YOUR GOAL: Across the whole listing, filter for the string "CapReached" and copy every line that has it.

SUPPLIED ENTRIES:

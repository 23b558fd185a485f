use crate::params::ParamSet;
use crate::solvers::{StepControl, Tsit5};
use crate::traits::{State, VectorField};
use anyhow::{bail, Result};
use serde::{Deserialize, Serialize};

#[derive(Debug, Clone, Copy, Serialize, Deserialize)]
pub struct SolverSettings {
    /// Length of one integration window.
    pub horizon: f64,
    /// Number of evenly spaced grid points per window (initial point included).
    pub samples: usize,
    /// Additional windows allowed beyond the first. The total number of
    /// integrations is therefore `max_rounds + 1`.
    pub max_rounds: usize,
    /// Per-component tolerance on the difference between the endpoints of
    /// consecutive windows.
    pub tolerance: f64,
    /// A species persists when its final total count exceeds this.
    pub persistence_threshold: f64,
    pub step_control: StepControl,
}

impl Default for SolverSettings {
    fn default() -> Self {
        Self {
            horizon: 50.0,
            samples: 500,
            max_rounds: 100,
            tolerance: 1e-4,
            persistence_threshold: 1e-3,
            step_control: StepControl::default(),
        }
    }
}

/// How the convergence loop ended.
#[derive(Debug, Clone, Copy, PartialEq, Eq, Serialize, Deserialize)]
pub enum Termination {
    /// Consecutive window endpoints agreed to within tolerance.
    Converged,
    /// The round budget ran out before the endpoints settled. Still a
    /// defined outcome: classification proceeds on the state reached.
    CapReached,
}

/// Long-run result of one parameter set.
#[derive(Debug, Clone, Copy, PartialEq, Serialize, Deserialize)]
pub struct Outcome {
    pub eq_sp1: bool,
    pub eq_sp2: bool,
    pub coexistence: bool,
    /// Final state `[F1, M1, F2, M2]`.
    pub state: State,
    /// Number of integration windows actually run.
    pub rounds: usize,
    pub termination: Termination,
}

/// Drives repeated fixed-horizon integration of `field` from the initial
/// conditions in `params` until the window endpoints stop moving, then
/// classifies persistence of each species.
pub fn solve_equilibrium(
    field: &impl VectorField,
    params: &ParamSet,
    settings: &SolverSettings,
) -> Result<Outcome> {
    if settings.horizon <= 0.0 || !settings.horizon.is_finite() {
        bail!("horizon must be positive and finite, got {}", settings.horizon);
    }
    if settings.samples < 2 {
        bail!("samples must be at least 2, got {}", settings.samples);
    }
    if settings.tolerance <= 0.0 {
        bail!("tolerance must be positive, got {}", settings.tolerance);
    }
    if settings.persistence_threshold <= 0.0 {
        bail!(
            "persistence threshold must be positive, got {}",
            settings.persistence_threshold
        );
    }
    params.validated()?;

    let mut stepper = Tsit5::new(settings.step_control);
    let mut current = params.initial_state();
    let mut rounds = 0;

    let termination = loop {
        let window = stepper.solve_grid(
            field,
            params,
            current,
            settings.horizon,
            settings.samples,
        )?;
        let next = window[settings.samples - 1];
        rounds += 1;

        let settled = current
            .iter()
            .zip(next.iter())
            .all(|(a, b)| (b - a).abs() <= settings.tolerance);
        current = next;

        if settled {
            break Termination::Converged;
        }
        if rounds > settings.max_rounds {
            break Termination::CapReached;
        }
    };

    let eq_sp1 = current[0] + current[1] > settings.persistence_threshold;
    let eq_sp2 = current[2] + current[3] > settings.persistence_threshold;

    Ok(Outcome {
        eq_sp1,
        eq_sp2,
        coexistence: eq_sp1 && eq_sp2,
        state: current,
        rounds,
        termination,
    })
}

YOUR SOLUTION:
    CapReached,
            break Termination::CapReached;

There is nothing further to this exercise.